> **Records for this task**:
pub mod buffer;
pub mod ui;

use bevy::prelude::*;

pub use buffer::Console;

use crate::game_state::AppState;
use crate::settings::ConsoleSettings;
use ui::{cleanup_console_ui, setup_console_ui, sync_console_lines};

pub struct ConsolePlugin;

impl Plugin for ConsolePlugin {
    fn build(&self, app: &mut App) {
        let lines = app
            .world()
            .get_resource::<ConsoleSettings>()
            .map(|settings| settings.lines)
            .unwrap_or_else(|| ConsoleSettings::default().lines);

        app.insert_resource(Console::new(lines))
            .add_systems(OnEnter(AppState::InGame), setup_console_ui)
            .add_systems(OnExit(AppState::InGame), cleanup_console_ui)
            .add_systems(Update, sync_console_lines.run_if(in_state(AppState::InGame)));
    }
}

> **What you need to do**: Could you repeat every record above exactly as it is written?

> **Solution for this task**:
pub mod buffer;
pub mod ui;

use bevy::prelude::*;

pub use buffer::Console;

use crate::game_state::AppState;
use crate::settings::ConsoleSettings;
use ui::{cleanup_console_ui, setup_console_ui, sync_console_lines};

pub struct ConsolePlugin;

impl Plugin for ConsolePlugin {
    fn build(&self, app: &mut App) {
        let lines = app
            .world()
            .get_resource::<ConsoleSettings>()
            .map(|settings| settings.lines)
            .unwrap_or_else(|| ConsoleSettings::default().lines);

        app.insert_resource(Console::new(lines))
            .add_systems(OnEnter(AppState::InGame), setup_console_ui)
            .add_systems(OnExit(AppState::InGame), cleanup_console_ui)
            .add_systems(Update, sync_console_lines.run_if(in_state(AppState::InGame)));
    }
}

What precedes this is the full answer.